Beata Bracka
5 pytań do Beaty Brackiej - Prezes Zarządu Aqua- Tur w Szczecinku
Od jak dawna jest Pani związana z branżą basenową?
Na szczecineckiej pływalni pracuję od 2006 roku. Swoją pracę na basenie rozpoczęłam na stanowisku specjalisty do spraw marketingu i sprzedaży, później zostałam menedżerem spółki, by ostatecznie zasiąść na fotelu prezesa.
Czy na przestrzeni ostatnich lat wiele się zmieniło na polskich obiektach basenowych pod względem sanitarnym i ogólnego bezpieczeństwa w wodzie?
Zmiany są ogromne. Największe nastąpiły w utrzymaniu jakości wody basenowej. Od zawsze woda musiała spełniać odpowiednie wymagania sanitarne, jednak w momencie rozpoczęcia mojej pracy na pływalni Państwowy Inspektor Sanitarno-Epidemiologiczny przeprowadzał badania wody raz w roku. Dziś badania odbywają się zgodnie z określonym harmonogramem, przez akredytowane laboratoria, generuje to stosunkowo wysokie koszty, jednak pozwala utrzymać wodę w bardzo dobrej jakości. Zmiany nastąpiły również wśród ratowników WOPR. Droga do uzyskania tego tytułu jest znacznie dłuższa, a uprawnień do zdobycia jest znacznie więcej. Posiadanie dodatkowych umiejętności, kursów i szkoleń przez ratownika wodnego, pozwala łatwiej zaplanować dobór kadry, by zapewnić idealne warunki dla kąpiących.

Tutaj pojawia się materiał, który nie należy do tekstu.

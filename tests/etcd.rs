//! Contract checks against a live etcd.
//!
//! Skipped unless `SHARDMETA_TEST_ETCD` names the endpoints, e.g.
//! `SHARDMETA_TEST_ETCD=127.0.0.1:2379 cargo test --test etcd`.

use shardmeta::client::{new_client, CoordClient, Event};
use std::sync::Arc;
use std::time::Duration;
use tokio::time::timeout;

async fn live_client() -> Option<Arc<dyn CoordClient>> {
    let addrs = std::env::var("SHARDMETA_TEST_ETCD").ok()?;
    Some(
        new_client("etcd", &addrs, "", Duration::from_secs(5))
            .await
            .unwrap(),
    )
}

fn scratch_dir(name: &str) -> String {
    format!("/shardmeta-test/{}/{}", uuid::Uuid::new_v4(), name)
}

#[tokio::test]
async fn test_etcd_create_and_delete() {
    let Some(c) = live_client().await else { return };
    let path = scratch_dir("pd");

    c.create(&path, b"a").await.unwrap();
    assert!(c.create(&path, b"b").await.unwrap_err().is_already_exists());
    assert_eq!(c.read(&path, true).await.unwrap(), Some(b"a".to_vec()));

    c.delete(&path).await.unwrap();
    c.delete(&path).await.unwrap();
    assert_eq!(c.read(&path, false).await.unwrap(), None);
    c.close().await.unwrap();
}

#[tokio::test]
async fn test_etcd_ordered_children_and_watch() {
    let Some(c) = live_client().await else { return };
    let dir = scratch_dir("actions");

    let (watch, children) = c.watch_in_order(&dir).await.unwrap();
    assert!(children.is_empty());

    let first = c.create_in_order(&dir, b"1").await.unwrap();
    let second = c.create_in_order(&dir, b"2").await.unwrap();
    assert_eq!(first, format!("{}/000001", dir));
    assert_eq!(second, format!("{}/000002", dir));
    assert_eq!(
        timeout(Duration::from_secs(5), watch.fired()).await.unwrap(),
        Event::ChildrenChanged
    );
    assert_eq!(c.list(&dir, true).await.unwrap(), vec![first.clone(), second.clone()]);

    for path in [first, second] {
        c.delete(&path).await.unwrap();
    }
    c.close().await.unwrap();
}

#[tokio::test]
async fn test_etcd_ephemeral_removed_on_close() {
    let Some(owner) = live_client().await else { return };
    let Some(observer) = live_client().await else { return };
    let path = scratch_dir("live");

    let lost = owner.create_ephemeral(&path, b"").await.unwrap();
    assert!(observer.read(&path, false).await.unwrap().is_some());

    owner.close().await.unwrap();
    timeout(Duration::from_secs(5), lost.lost()).await.unwrap();
    assert_eq!(observer.read(&path, false).await.unwrap(), None);
    observer.close().await.unwrap();
}
//! Slots and their state machine
//!
//! A slot moves `offline -> pre_migrate -> migrate -> online`, but any status
//! may be written at any time; only the set of legal statuses and the action
//! emitted for each write are enforced here.

use serde::{Deserialize, Serialize};
use std::fmt;
use tracing::info;

use super::action::ActionType;
use super::store::Store;
use super::{GroupId, SlotId, INVALID_ID};
use crate::common::{timestamp_now, Error, Result};

#[derive(Debug, Clone, PartialEq, Eq, Hash, Serialize, Deserialize)]
#[serde(from = "String", into = "String")]
pub enum SlotStatus {
    Online,
    Offline,
    Migrate,
    PreMigrate,
    /// Anything else read from the wire; never written back
    Unknown(String),
}

impl SlotStatus {
    pub fn as_str(&self) -> &str {
        match self {
            SlotStatus::Online => "online",
            SlotStatus::Offline => "offline",
            SlotStatus::Migrate => "migrate",
            SlotStatus::PreMigrate => "pre_migrate",
            SlotStatus::Unknown(s) => s,
        }
    }

    pub fn is_known(&self) -> bool {
        !matches!(self, SlotStatus::Unknown(_))
    }
}

impl From<String> for SlotStatus {
    fn from(s: String) -> Self {
        match s.as_str() {
            "online" => SlotStatus::Online,
            "offline" => SlotStatus::Offline,
            "migrate" => SlotStatus::Migrate,
            "pre_migrate" => SlotStatus::PreMigrate,
            _ => SlotStatus::Unknown(s),
        }
    }
}

impl From<&str> for SlotStatus {
    fn from(s: &str) -> Self {
        SlotStatus::from(s.to_string())
    }
}

impl From<SlotStatus> for String {
    fn from(status: SlotStatus) -> Self {
        match status {
            SlotStatus::Unknown(s) => s,
            known => known.as_str().to_string(),
        }
    }
}

impl fmt::Display for SlotStatus {
    fn fmt(&self, f: &mut fmt::Formatter<'_>) -> fmt::Result {
        f.write_str(self.as_str())
    }
}

#[derive(Debug, Clone, Copy, PartialEq, Eq, Serialize, Deserialize)]
pub struct SlotMigrateStatus {
    pub from: GroupId,
    pub to: GroupId,
}

impl Default for SlotMigrateStatus {
    fn default() -> Self {
        Self {
            from: INVALID_ID,
            to: INVALID_ID,
        }
    }
}

#[derive(Debug, Clone, PartialEq, Eq, Serialize, Deserialize)]
pub struct SlotState {
    pub status: SlotStatus,
    pub migrate_status: SlotMigrateStatus,
    /// Unix seconds of the last bulk or migration write, as decimal text
    #[serde(default)]
    pub last_op_ts: String,
}

#[derive(Debug, Clone, PartialEq, Eq, Serialize, Deserialize)]
pub struct Slot {
    pub product_name: String,
    pub id: SlotId,
    pub group_id: GroupId,
    pub state: SlotState,
}

impl Slot {
    /// Fresh, unowned, offline slot
    pub fn new(product: &str, id: SlotId) -> Self {
        Self {
            product_name: product.to_string(),
            id,
            group_id: INVALID_ID,
            state: SlotState {
                status: SlotStatus::Offline,
                migrate_status: SlotMigrateStatus::default(),
                last_op_ts: "0".to_string(),
            },
        }
    }

    fn touch(&mut self) {
        self.state.last_op_ts = timestamp_now().to_string();
    }
}

/// Target of a `multi_slot_changed` action
#[derive(Debug, Clone, PartialEq, Eq, Serialize, Deserialize)]
pub struct SlotMultiSetParam {
    pub from: SlotId,
    pub to: SlotId,
    pub status: SlotStatus,
    pub group_id: GroupId,
}

impl Store {
    // === Slot reads ===

    pub async fn get_slot(&self, id: SlotId, must: bool) -> Result<Option<Slot>> {
        self.read_json(&self.paths().slot(id), must).await
    }

    /// All stored slots, by id
    pub async fn slots(&self) -> Result<Vec<Slot>> {
        let mut slots: Vec<Slot> = self.read_children(&self.paths().slot_dir()).await?;
        slots.sort_by_key(|s| s.id);
        Ok(slots)
    }

    /// Slots currently in `migrate`
    pub async fn get_migrating_slots(&self) -> Result<Vec<Slot>> {
        let mut slots = self.slots().await?;
        slots.retain(|s| s.state.status == SlotStatus::Migrate);
        Ok(slots)
    }

    // === Slot writes ===

    /// Write slots `0..n` as fresh offline slots, one `slot_changed` action each
    pub async fn init_slot_set(&self, n: SlotId) -> Result<()> {
        for id in 0..n {
            self.update_slot(&Slot::new(self.product(), id)).await?;
        }
        info!(product = self.product(), slots = n, "slot set initialized");
        Ok(())
    }

    pub async fn update_slot_without_action(&self, slot: &Slot) -> Result<()> {
        self.update_json(&self.paths().slot(slot.id), slot).await
    }

    /// Persist a slot and announce it: `slot_migrate` when migrating,
    /// `slot_changed` otherwise.
    ///
    /// The write and the announcement are two backend calls; a failure
    /// between them leaves the slot written without its action.
    pub async fn update_slot(&self, slot: &Slot) -> Result<()> {
        if !slot.state.status.is_known() {
            return Err(Error::UnknownSlotStatus(slot.state.status.to_string()));
        }
        self.update_slot_without_action(slot).await?;
        let kind = if slot.state.status == SlotStatus::Migrate {
            ActionType::SlotMigrate
        } else {
            ActionType::SlotChanged
        };
        self.new_action(kind, slot, "", true).await
    }

    pub async fn delete_slot(&self, id: SlotId) -> Result<()> {
        self.client().delete(&self.paths().slot(id)).await
    }

    /// Start moving `slot` from group `from` to group `to`.
    ///
    /// Announces `slot_premigrate`, then reassigns the slot to `to` in
    /// `migrate` state before any data has moved. `slot` is updated in place.
    pub async fn set_migrate_status(
        &self,
        slot: &mut Slot,
        from: GroupId,
        to: GroupId,
    ) -> Result<()> {
        if from < 0 || to < 0 {
            return Err(Error::InvalidGroupId { from, to });
        }
        self.new_action(ActionType::SlotPremigrate, &*slot, "", true)
            .await?;

        slot.state.status = SlotStatus::Migrate;
        slot.state.migrate_status = SlotMigrateStatus { from, to };
        slot.group_id = to;
        slot.touch();
        info!(slot = slot.id, from, to, "slot migration started");
        self.update_slot(slot).await
    }

    /// Assign slots `from..=to` to `group` with one `multi_slot_changed` action
    pub async fn set_slot_range(
        &self,
        from: SlotId,
        to: SlotId,
        group: GroupId,
        status: SlotStatus,
    ) -> Result<()> {
        if status != SlotStatus::Online && status != SlotStatus::Offline {
            return Err(Error::InvalidSlotStatus(status.to_string()));
        }
        if from > to {
            return Err(Error::InvalidSlotRange { from, to });
        }
        if !self.group_exists(group).await? {
            return Err(Error::GroupNotFound(group));
        }

        for id in from..=to {
            let mut slot = match self.get_slot(id, false).await? {
                Some(slot) => slot,
                None => Slot::new(self.product(), id),
            };
            slot.group_id = group;
            slot.state.status = status.clone();
            slot.touch();
            self.update_slot_without_action(&slot).await?;
        }

        let param = SlotMultiSetParam {
            from,
            to,
            status,
            group_id: group,
        };
        self.new_action(ActionType::MultiSlotChanged, &param, "", true)
            .await?;
        info!(from, to, group, status = %param.status, "slot range assigned");
        Ok(())
    }
}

Co Pani zdaniem składa się na dobre funkcjonowanie basenu, czy jest jakiś wspólny mianownik w zarządzaniu dużym Aquaparkiem oraz niedużym basenem miejskim?
Dobre funkcjonowanie Aquaparku to przede wszystkim dobór odpowiedniej kadry pracowniczej. Zadowolony pracownik, to zadowolony klient. Przyjęłam taką zasadę i doskonale się ona sprawdza. Ponadto, niezależnie, czy mamy do czynienia z małą miejską pływalnią, czy z ogromnym Aquaparkiem należy dbać o bezpieczeństwo i znakomite warunki sanitarne obiektów. Na brudny, zaniedbany obiekt klient z pewnością nie wróci, gdyż będzie obawiał się o swoje zdrowie. Myślę, że czystość w naszej branży jest gwarancją sukcesu.
Na czym Pani zdaniem powinna się skupiać branża basenowa w przyszłości?
Warto uatrakcyjniać swoje obiekty. Możliwości jest wiele, wciąż powstają nowe produkty dla naszej branży, które służą klientom, poprawiają ich kondycję fizyczną, zapewniają relaks. Jeszcze nie tak dawno korzystanie z pływalni było dobrem luksusowym, by zachęcić potencjalnych klientów do korzystania z naszych usług należy skroić ofertę na miarę ich potrzeb i możliwości.
Jak według Pani kształtuje się dostępność zarządzających basenami do informacji branżowych, szkoleń - czy są obszary, które wg Pani warto rozwijać?
W dobie dostępu do Internetu, różnorodności szkoleń i ogólnodostępnych informacji zarządzanie obiektami jest znacznie łatwiejsze. Fora internetowe, na których możliwa jest wymiana doświadczeń są bezcenne, bo przecież, co dwie głowy to nie jedna. Warto rozwijać właśnie te dziedziny, człowiek uczy się całe życie, nie ma ludzi nieomylnych, a dzięki tym działaniom, można unikać błędów w zarządzaniu.